Richard never appreciated subtlety, but I understood his motives. Locals didn’t
much regard the Herald. The elementaries used it for Papier-mâché, and
the fish and chip store to wrap their takeout. I liked to think people read the
articles before they recycled them, but typically my work drew no response from
anyone but the subjects.
This people read.
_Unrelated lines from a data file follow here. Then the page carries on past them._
//! Request descriptors for Linkhaven API calls.

use std::collections::HashMap;

use serde::Serialize;
use serde_json::Value;

use crate::error::Result;

/// HTTP request method.
#[derive(Debug, Clone, Copy, PartialEq, Eq)]
pub enum RequestMethod {
    Get,
    Post,
    Patch,
    Put,
    Delete,
}

impl RequestMethod {
    /// Convert to reqwest::Method.
    pub fn to_reqwest(&self) -> reqwest::Method {
        match self {
            RequestMethod::Get => reqwest::Method::GET,
            RequestMethod::Post => reqwest::Method::POST,
            RequestMethod::Patch => reqwest::Method::PATCH,
            RequestMethod::Put => reqwest::Method::PUT,
            RequestMethod::Delete => reqwest::Method::DELETE,
        }
    }

    /// Method name in wire form.
    pub fn as_str(&self) -> &'static str {
        match self {
            RequestMethod::Get => "GET",
            RequestMethod::Post => "POST",
            RequestMethod::Patch => "PATCH",
            RequestMethod::Put => "PUT",
            RequestMethod::Delete => "DELETE",
        }
    }

    /// Whether a body is attached for this method. GET requests never carry
    /// one, even if the descriptor holds a body value.
    pub fn has_body(&self) -> bool {
        !matches!(self, RequestMethod::Get)
    }
}

/// Describes one outbound API call: method, endpoint path, optional body,
/// header overrides, and query parameters.
///
/// Descriptors are built per call and never mutated after enqueue.
#[derive(Debug, Clone)]
pub struct ApiRequest {
    pub(crate) method: RequestMethod,
    pub(crate) endpoint: String,
    pub(crate) body: Option<Value>,
    pub(crate) headers: HashMap<String, String>,
    pub(crate) query: Vec<(String, String)>,
}

impl ApiRequest {
    /// Create a new request descriptor.
    ///
    /// The endpoint is relative to the API prefix; a leading slash is
    /// tolerated and stripped when the URL is built.
    pub fn new(method: RequestMethod, endpoint: impl Into<String>) -> Self {
        Self {
            method,
            endpoint: endpoint.into(),
            body: None,
            headers: HashMap::new(),
            query: Vec::new(),
        }
    }

    /// Create a GET request descriptor.
    pub fn get(endpoint: impl Into<String>) -> Self {
        Self::new(RequestMethod::Get, endpoint)
    }

    /// Create a POST request descriptor.
    pub fn post(endpoint: impl Into<String>) -> Self {
        Self::new(RequestMethod::Post, endpoint)
    }

    /// Create a PATCH request descriptor.
    pub fn patch(endpoint: impl Into<String>) -> Self {
        Self::new(RequestMethod::Patch, endpoint)
    }

    /// Create a PUT request descriptor.
    pub fn put(endpoint: impl Into<String>) -> Self {
        Self::new(RequestMethod::Put, endpoint)
    }

    /// Create a DELETE request descriptor.
    pub fn delete(endpoint: impl Into<String>) -> Self {
        Self::new(RequestMethod::Delete, endpoint)
    }

    /// Set a JSON body from any serializable value.
    pub fn json<T: Serialize>(mut self, body: &T) -> Result<Self> {
        self.body = Some(serde_json::to_value(body)?);
        Ok(self)
    }

    /// Set a raw JSON body.
    pub fn json_value(mut self, body: Value) -> Self {
        self.body = Some(body);
        self
    }

    /// Add a header override. Overrides win over the transport's defaults
    /// on key collision.
    pub fn header(mut self, name: impl Into<String>, value: impl Into<String>) -> Self {
        self.headers.insert(name.into(), value.into());
        self
    }

    /// Add a query parameter.
    pub fn query(mut self, name: impl Into<String>, value: impl ToString) -> Self {
        self.query.push((name.into(), value.to_string()));
        self
    }

    /// Add a query parameter when a value is present; `None` is dropped.
    pub fn query_opt(self, name: impl Into<String>, value: Option<impl ToString>) -> Self {
        match value {
            Some(value) => self.query(name, value),
            None => self,
        }
    }

    /// Add one query key repeated for every value.
    pub fn query_each<I, V>(mut self, name: impl Into<String>, values: I) -> Self
    where
        I: IntoIterator<Item = V>,
        V: ToString,
    {
        let name = name.into();
        for value in values {
            self.query.push((name.clone(), value.to_string()));
        }
        self
    }

    /// Get the request method.
    pub fn method(&self) -> RequestMethod {
        self.method
    }

    /// Get the endpoint path.
    pub fn endpoint(&self) -> &str {
        &self.endpoint
    }
}
//! Client configuration.

use std::time::Duration;

use crate::retry::RetryConfig;

/// Rate-limit settings for the request queue.
#[derive(Debug, Clone)]
pub struct RateLimitConfig {
    /// Ceiling on sustained request frequency; controls the minimum spacing
    /// between issued requests.
    pub max_requests_per_second: f64,
    /// How long an entry may wait in the queue before being abandoned.
    pub queue_timeout: Duration,
}

impl Default for RateLimitConfig {
    fn default() -> Self {
        Self {
            max_requests_per_second: 10.0,
            queue_timeout: Duration::from_secs(30),
        }
    }
}

impl RateLimitConfig {
    /// Create a new rate-limit config with the given request frequency.
    pub fn with_max_requests_per_second(mut self, rps: f64) -> Self {
        self.max_requests_per_second = rps;
        self
    }

    /// Create a new rate-limit config with the given queue timeout.
    pub fn with_queue_timeout(mut self, timeout: Duration) -> Self {
        self.queue_timeout = timeout;
        self
    }

    /// Minimum spacing between issued requests.
    pub fn min_interval(&self) -> Duration {
        if self.max_requests_per_second <= 0.0 {
            return Duration::ZERO;
        }
        Duration::from_secs_f64(1.0 / self.max_requests_per_second)
    }
}

/// Configuration for the API client.
#[derive(Debug, Clone)]
pub struct ClientConfig {
    /// Default retry configuration applied to every request.
    pub retry: RetryConfig,
    /// Default rate-limit configuration applied to every request.
    pub rate_limit: RateLimitConfig,
    /// User-Agent header value.
    pub user_agent: String,
}

impl Default for ClientConfig {
    fn default() -> Self {
        Self {
            retry: RetryConfig::default(),
            rate_limit: RateLimitConfig::default(),
            user_agent: crate::USER_AGENT.to_string(),
        }
    }
}

impl ClientConfig {
    /// Create a new client config builder.
    pub fn builder() -> ClientConfigBuilder {
        ClientConfigBuilder::default()
    }
}

/// Builder for ClientConfig.
#[derive(Debug, Default)]
pub struct ClientConfigBuilder {
    config: ClientConfig,
}

impl ClientConfigBuilder {
    /// Set the default retry configuration.
    pub fn with_retry(mut self, retry: RetryConfig) -> Self {
        self.config.retry = retry;
        self
    }

    /// Disable retries.
    pub fn without_retry(mut self) -> Self {
        self.config.retry = RetryConfig::no_retry();
        self
    }

    /// Set the default rate-limit configuration.
    pub fn with_rate_limit(mut self, rate_limit: RateLimitConfig) -> Self {
        self.config.rate_limit = rate_limit;
        self
    }

    /// Set a custom User-Agent.
    pub fn with_user_agent(mut self, user_agent: impl Into<String>) -> Self {
        self.config.user_agent = user_agent.into();
        self
    }

    /// Build the client configuration.
    pub fn build(self) -> ClientConfig {
        self.config
    }
}

#[cfg(test)]
mod tests {
    use super::*;

    #[test]
    fn test_default_config() {
        let config = ClientConfig::default();
        assert_eq!(config.retry.max_retries, 3);
        assert_eq!(config.rate_limit.max_requests_per_second, 10.0);
        assert_eq!(config.rate_limit.queue_timeout, Duration::from_secs(30));
        assert!(config.user_agent.contains("linkhaven-api"));
    }

    #[test]
    fn test_min_interval() {
        let rate = RateLimitConfig::default().with_max_requests_per_second(10.0);
        assert_eq!(rate.min_interval(), Duration::from_millis(100));

        let rate = RateLimitConfig::default().with_max_requests_per_second(2.0);
        assert_eq!(rate.min_interval(), Duration::from_millis(500));

        // Nonsensical frequencies disable pacing instead of dividing by zero
        let rate = RateLimitConfig::default().with_max_requests_per_second(0.0);
        assert_eq!(rate.min_interval(), Duration::ZERO);
    }

    #[test]
    fn test_builder() {
        let config = ClientConfig::builder()
            .without_retry()
            .with_rate_limit(
                RateLimitConfig::default()
                    .with_max_requests_per_second(5.0)
                    .with_queue_timeout(Duration::from_secs(10)),
            )
            .with_user_agent("custom-agent/1.0")
            .build();

        assert_eq!(config.retry.max_retries, 0);
        assert_eq!(config.rate_limit.max_requests_per_second, 5.0);
        assert_eq!(config.rate_limit.queue_timeout, Duration::from_secs(10));
        assert_eq!(config.user_agent, "custom-agent/1.0");
    }
}
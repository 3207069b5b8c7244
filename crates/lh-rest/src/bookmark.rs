//! Bookmark models and operation inputs.

use chrono::{DateTime, Utc};
use serde::{Deserialize, Serialize};
use serde_json::Value;

use crate::asset::Asset;
use crate::tag::Tag;

/// A saved bookmark with its attached tags, content, and assets.
#[derive(Debug, Clone, Serialize, Deserialize)]
#[serde(rename_all = "camelCase")]
pub struct Bookmark {
    pub id: String,
    #[serde(default, skip_serializing_if = "Option::is_none")]
    pub url: Option<String>,
    #[serde(default, skip_serializing_if = "Option::is_none")]
    pub title: Option<String>,
    #[serde(default, skip_serializing_if = "Option::is_none")]
    pub archived: Option<bool>,
    #[serde(default, skip_serializing_if = "Option::is_none")]
    pub favourited: Option<bool>,
    #[serde(default, skip_serializing_if = "Option::is_none")]
    pub tagging_status: Option<ProcessingStatus>,
    #[serde(default, skip_serializing_if = "Option::is_none")]
    pub summarization_status: Option<ProcessingStatus>,
    #[serde(default, skip_serializing_if = "Option::is_none")]
    pub note: Option<String>,
    #[serde(default, skip_serializing_if = "Option::is_none")]
    pub summary: Option<String>,
    #[serde(default)]
    pub tags: Vec<Tag>,
    #[serde(default)]
    pub content: Vec<Content>,
    #[serde(default)]
    pub assets: Vec<Asset>,
    #[serde(default, skip_serializing_if = "Option::is_none")]
    pub created_at: Option<String>,
    #[serde(default, skip_serializing_if = "Option::is_none")]
    pub updated_at: Option<String>,
}

/// Crawled or user-provided content attached to a bookmark.
#[derive(Debug, Clone, Serialize, Deserialize)]
pub struct Content {
    pub id: String,
    #[serde(rename = "type")]
    pub kind: String,
    #[serde(default)]
    pub data: Value,
}

/// Outcome of server-side tagging or summarization.
#[derive(Debug, Clone, Copy, PartialEq, Eq, Serialize, Deserialize)]
#[serde(rename_all = "lowercase")]
pub enum ProcessingStatus {
    Success,
    Failure,
    Pending,
}

/// What a bookmark points at.
#[derive(Debug, Clone, Copy, PartialEq, Eq, Serialize, Deserialize)]
#[serde(rename_all = "lowercase")]
pub enum BookmarkKind {
    Link,
    Text,
    Asset,
}

/// Crawl scheduling hint for link bookmarks.
#[derive(Debug, Clone, Copy, PartialEq, Eq, Serialize, Deserialize)]
#[serde(rename_all = "lowercase")]
pub enum CrawlPriority {
    Low,
    Normal,
}

/// Payload for creating a bookmark. The kind selects which of the
/// type-specific fields are required; use the constructors rather than
/// filling the struct by hand.
#[derive(Debug, Clone, Serialize)]
#[serde(rename_all = "camelCase")]
pub struct CreateBookmark {
    #[serde(rename = "type")]
    pub kind: BookmarkKind,

    // Link bookmarks
    #[serde(skip_serializing_if = "Option::is_none")]
    pub url: Option<String>,

    // Text bookmarks
    #[serde(skip_serializing_if = "Option::is_none")]
    pub text: Option<String>,
    #[serde(skip_serializing_if = "Option::is_none")]
    pub source_url: Option<String>,

    // Asset bookmarks
    #[serde(skip_serializing_if = "Option::is_none")]
    pub asset_type: Option<String>,
    #[serde(skip_serializing_if = "Option::is_none")]
    pub asset_id: Option<String>,
    #[serde(skip_serializing_if = "Option::is_none")]
    pub file_name: Option<String>,

    // Common fields for all kinds
    #[serde(skip_serializing_if = "Option::is_none")]
    pub title: Option<String>,
    #[serde(skip_serializing_if = "Option::is_none")]
    pub note: Option<String>,
    #[serde(skip_serializing_if = "Option::is_none")]
    pub summary: Option<String>,
    #[serde(skip_serializing_if = "Option::is_none")]
    pub tags: Option<Vec<String>>,
    #[serde(skip_serializing_if = "Option::is_none")]
    pub archived: Option<bool>,
    #[serde(skip_serializing_if = "Option::is_none")]
    pub favourited: Option<bool>,
    #[serde(skip_serializing_if = "Option::is_none")]
    pub crawl_priority: Option<CrawlPriority>,
    #[serde(skip_serializing_if = "Option::is_none")]
    pub created_at: Option<String>,
}

impl CreateBookmark {
    fn empty(kind: BookmarkKind) -> Self {
        Self {
            kind,
            url: None,
            text: None,
            source_url: None,
            asset_type: None,
            asset_id: None,
            file_name: None,
            title: None,
            note: None,
            summary: None,
            tags: None,
            archived: None,
            favourited: None,
            crawl_priority: None,
            created_at: None,
        }
    }

    /// A bookmark pointing at a URL.
    pub fn link(url: impl Into<String>) -> Self {
        Self {
            url: Some(url.into()),
            ..Self::empty(BookmarkKind::Link)
        }
    }

    /// A bookmark holding a snippet of text.
    pub fn text(text: impl Into<String>) -> Self {
        Self {
            text: Some(text.into()),
            ..Self::empty(BookmarkKind::Text)
        }
    }

    /// A bookmark wrapping a previously uploaded asset.
    pub fn asset(asset_type: impl Into<String>, asset_id: impl Into<String>) -> Self {
        Self {
            asset_type: Some(asset_type.into()),
            asset_id: Some(asset_id.into()),
            ..Self::empty(BookmarkKind::Asset)
        }
    }

    pub fn with_title(mut self, title: impl Into<String>) -> Self {
        self.title = Some(title.into());
        self
    }

    pub fn with_note(mut self, note: impl Into<String>) -> Self {
        self.note = Some(note.into());
        self
    }

    pub fn with_summary(mut self, summary: impl Into<String>) -> Self {
        self.summary = Some(summary.into());
        self
    }

    pub fn with_tags<I, S>(mut self, tags: I) -> Self
    where
        I: IntoIterator<Item = S>,
        S: Into<String>,
    {
        self.tags = Some(tags.into_iter().map(Into::into).collect());
        self
    }

    pub fn with_source_url(mut self, source_url: impl Into<String>) -> Self {
        self.source_url = Some(source_url.into());
        self
    }

    pub fn with_file_name(mut self, file_name: impl Into<String>) -> Self {
        self.file_name = Some(file_name.into());
        self
    }

    pub fn archived(mut self, archived: bool) -> Self {
        self.archived = Some(archived);
        self
    }

    pub fn favourited(mut self, favourited: bool) -> Self {
        self.favourited = Some(favourited);
        self
    }

    pub fn with_crawl_priority(mut self, priority: CrawlPriority) -> Self {
        self.crawl_priority = Some(priority);
        self
    }
}

/// Partial update for an existing bookmark; only set fields are sent.
#[derive(Debug, Clone, Default, Serialize)]
#[serde(rename_all = "camelCase")]
pub struct UpdateBookmark {
    #[serde(skip_serializing_if = "Option::is_none")]
    pub archived: Option<bool>,
    #[serde(skip_serializing_if = "Option::is_none")]
    pub favourited: Option<bool>,
    #[serde(skip_serializing_if = "Option::is_none")]
    pub summary: Option<String>,
    #[serde(skip_serializing_if = "Option::is_none")]
    pub note: Option<String>,
    #[serde(skip_serializing_if = "Option::is_none")]
    pub title: Option<String>,
    #[serde(skip_serializing_if = "Option::is_none")]
    pub created_at: Option<String>,
    #[serde(skip_serializing_if = "Option::is_none")]
    pub url: Option<String>,
    #[serde(skip_serializing_if = "Option::is_none")]
    pub description: Option<String>,
    #[serde(skip_serializing_if = "Option::is_none")]
    pub author: Option<String>,
    #[serde(skip_serializing_if = "Option::is_none")]
    pub publisher: Option<String>,
    #[serde(skip_serializing_if = "Option::is_none")]
    pub date_published: Option<String>,
    #[serde(skip_serializing_if = "Option::is_none")]
    pub date_modified: Option<String>,
    #[serde(skip_serializing_if = "Option::is_none")]
    pub text: Option<String>,
    #[serde(skip_serializing_if = "Option::is_none")]
    pub asset_content: Option<String>,
}

/// A tag reference used when attaching or detaching bookmark tags.
#[derive(Debug, Clone, Serialize, Deserialize)]
#[serde(rename_all = "camelCase")]
pub struct TagRef {
    #[serde(skip_serializing_if = "Option::is_none")]
    pub tag_id: Option<String>,
    pub tag_name: String,
}

impl TagRef {
    /// Reference a tag by name; the server resolves or creates it.
    pub fn by_name(name: impl Into<String>) -> Self {
        Self {
            tag_id: None,
            tag_name: name.into(),
        }
    }

    /// Reference an existing tag by id and name.
    pub fn by_id(id: impl Into<String>, name: impl Into<String>) -> Self {
        Self {
            tag_id: Some(id.into()),
            tag_name: name.into(),
        }
    }
}

/// Filters for listing bookmarks.
#[derive(Debug, Clone, Default)]
pub struct ListBookmarksQuery {
    pub page: Option<u32>,
    pub limit: Option<u32>,
    pub archived: Option<bool>,
    pub tags: Vec<String>,
    pub start_date: Option<DateTime<Utc>>,
    pub end_date: Option<DateTime<Utc>>,
}

impl ListBookmarksQuery {
    pub fn page(mut self, page: u32) -> Self {
        self.page = Some(page);
        self
    }

    pub fn limit(mut self, limit: u32) -> Self {
        self.limit = Some(limit);
        self
    }

    pub fn archived(mut self, archived: bool) -> Self {
        self.archived = Some(archived);
        self
    }

    pub fn tags<I, S>(mut self, tags: I) -> Self
    where
        I: IntoIterator<Item = S>,
        S: Into<String>,
    {
        self.tags = tags.into_iter().map(Into::into).collect();
        self
    }

    pub fn between(mut self, start: DateTime<Utc>, end: DateTime<Utc>) -> Self {
        self.start_date = Some(start);
        self.end_date = Some(end);
        self
    }
}

/// Result ordering for bookmark search.
#[derive(Debug, Clone, Copy, PartialEq, Eq)]
pub enum SortOrder {
    Asc,
    Desc,
    Relevance,
}

impl SortOrder {
    pub fn as_str(&self) -> &'static str {
        match self {
            SortOrder::Asc => "asc",
            SortOrder::Desc => "desc",
            SortOrder::Relevance => "relevance",
        }
    }
}

/// Parameters for full-text bookmark search.
#[derive(Debug, Clone)]
pub struct SearchBookmarksQuery {
    pub q: String,
    pub sort_order: Option<SortOrder>,
    pub limit: Option<u32>,
    pub cursor: Option<String>,
    pub include_content: Option<bool>,
}

impl SearchBookmarksQuery {
    pub fn new(q: impl Into<String>) -> Self {
        Self {
            q: q.into(),
            sort_order: None,
            limit: None,
            cursor: None,
            include_content: None,
        }
    }

    pub fn sort(mut self, order: SortOrder) -> Self {
        self.sort_order = Some(order);
        self
    }

    pub fn limit(mut self, limit: u32) -> Self {
        self.limit = Some(limit);
        self
    }

    pub fn cursor(mut self, cursor: impl Into<String>) -> Self {
        self.cursor = Some(cursor.into());
        self
    }

    pub fn include_content(mut self, include: bool) -> Self {
        self.include_content = Some(include);
        self
    }
}
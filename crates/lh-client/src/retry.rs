//! Retry policy with exponential backoff and jitter.

use std::collections::HashSet;
use std::sync::Arc;
use std::time::Duration;

use rand::Rng;
use tracing::warn;

use crate::credentials::Credentials;
use crate::error::{Error, Result};
use crate::request::ApiRequest;
use crate::response::ApiResponse;
use crate::transport::HttpTransport;

/// Source of backoff jitter. Injectable so tests can run deterministically.
#[derive(Clone)]
pub enum Jitter {
    /// Uniform random jitter of up to 10% of the computed delay.
    Random,
    /// No jitter; delays are exactly the capped exponential backoff.
    None,
    /// Caller-supplied fraction in `[0, 1)`, scaled to 10% of the delay.
    Fraction(Arc<dyn Fn() -> f64 + Send + Sync>),
}

impl Jitter {
    /// Delay with this source's jitter added on top.
    pub fn apply(&self, delay: Duration) -> Duration {
        let fraction = match self {
            Jitter::Random => rand::rng().random::<f64>(),
            Jitter::None => return delay,
            Jitter::Fraction(fraction) => fraction(),
        };
        delay + delay.mul_f64(fraction.clamp(0.0, 1.0) * 0.1)
    }
}

impl std::fmt::Debug for Jitter {
    fn fmt(&self, f: &mut std::fmt::Formatter<'_>) -> std::fmt::Result {
        match self {
            Jitter::Random => f.write_str("Random"),
            Jitter::None => f.write_str("None"),
            Jitter::Fraction(_) => f.write_str("Fraction(..)"),
        }
    }
}

/// Configuration for retry behavior.
#[derive(Debug, Clone)]
pub struct RetryConfig {
    /// Maximum number of retry attempts after the initial try.
    pub max_retries: u32,
    /// Delay before the first retry; doubles on each subsequent retry.
    pub base_delay: Duration,
    /// Cap applied to the computed backoff delay.
    pub max_delay: Duration,
    /// HTTP status codes eligible for retry.
    pub retryable_status: HashSet<u16>,
    /// Jitter source for backoff delays.
    pub jitter: Jitter,
}

impl Default for RetryConfig {
    fn default() -> Self {
        Self {
            max_retries: 3,
            base_delay: Duration::from_millis(1000),
            max_delay: Duration::from_secs(30),
            retryable_status: [408, 429, 500, 502, 503, 504].into_iter().collect(),
            jitter: Jitter::Random,
        }
    }
}

impl RetryConfig {
    /// Create a new retry config with the given max retries.
    pub fn with_max_retries(mut self, retries: u32) -> Self {
        self.max_retries = retries;
        self
    }

    /// Create a new retry config with the given base delay.
    pub fn with_base_delay(mut self, delay: Duration) -> Self {
        self.base_delay = delay;
        self
    }

    /// Create a new retry config with the given max delay.
    pub fn with_max_delay(mut self, delay: Duration) -> Self {
        self.max_delay = delay;
        self
    }

    /// Create a new retry config with the given retryable status codes.
    pub fn with_retryable_status(mut self, status: impl IntoIterator<Item = u16>) -> Self {
        self.retryable_status = status.into_iter().collect();
        self
    }

    /// Create a new retry config with the given jitter source.
    pub fn with_jitter(mut self, jitter: Jitter) -> Self {
        self.jitter = jitter;
        self
    }

    /// Disable retries.
    pub fn no_retry() -> Self {
        Self {
            max_retries: 0,
            ..Default::default()
        }
    }

    /// Backoff delay for a zero-based attempt index, before jitter.
    ///
    /// The first retry waits `base_delay`, the second `2 * base_delay`, and
    /// so on, capped at `max_delay`.
    pub fn backoff_delay(&self, attempt: u32) -> Duration {
        let factor = 1u32.checked_shl(attempt).unwrap_or(u32::MAX);
        std::cmp::min(self.base_delay.saturating_mul(factor), self.max_delay)
    }

    /// Whether `err` may be retried under this configuration.
    ///
    /// Errors carrying an HTTP status are retried only when that status is
    /// in the retryable set. Errors without a status (connection failures,
    /// timeouts) stay eligible for the full retry budget.
    pub fn should_retry(&self, err: &Error) -> bool {
        match err.status_code() {
            Some(status) => self.retryable_status.contains(&status),
            None => true,
        }
    }
}

/// Run one request through the transport with bounded retry.
///
/// Issues up to `max_retries + 1` attempts total. A non-retryable failure
/// stops immediately; an exhausted budget re-raises the last error
/// unchanged.
pub(crate) async fn execute(
    transport: &dyn HttpTransport,
    request: &ApiRequest,
    credentials: &Credentials,
    config: &RetryConfig,
) -> Result<ApiResponse> {
    let mut attempt = 0;
    loop {
        match transport.send(request, credentials).await {
            Ok(response) => return Ok(response),
            Err(err) => {
                if attempt >= config.max_retries || !config.should_retry(&err) {
                    return Err(err);
                }

                let delay = config.jitter.apply(config.backoff_delay(attempt));
                warn!(
                    attempt = attempt + 1,
                    delay_ms = delay.as_millis() as u64,
                    error = %err,
                    "request failed, retrying"
                );
                tokio::time::sleep(delay).await;
                attempt += 1;
            }
        }
    }
}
The next
morning, my phone started ringing before 8:00.
The first caller, Stephanie
Platz, chided me in a grandmotherly tone for my “filthy mind.” I explained my
job was to report the news, not censor it, but she called me a “guttersnipe”
and hung up.
The next caller, who only
revealed himself as Jack, labelled it “the moral decrepitude of the town,” and
demanded that I investigate the “corruption of the children by idolators.” I
promised to follow up and only wished I could capture his televangelist tone in
print.
The third caller I recognized
although we’d never met: a squeaky tween who defended Sylvie as a “good mom and a good person.”
I assured her daughter
that I did not doubt her skills as a parent, only her actions in the moment. At
least the girl did not blame me for her mother’s downfall.
The hectoring continued
throughout the day, with attacks on my character running equal to those on
hers, so I wrote a man-on-the-street reaction piece that offered no new
information, but Richard seemed satisfied, smoothing his mullet as he read.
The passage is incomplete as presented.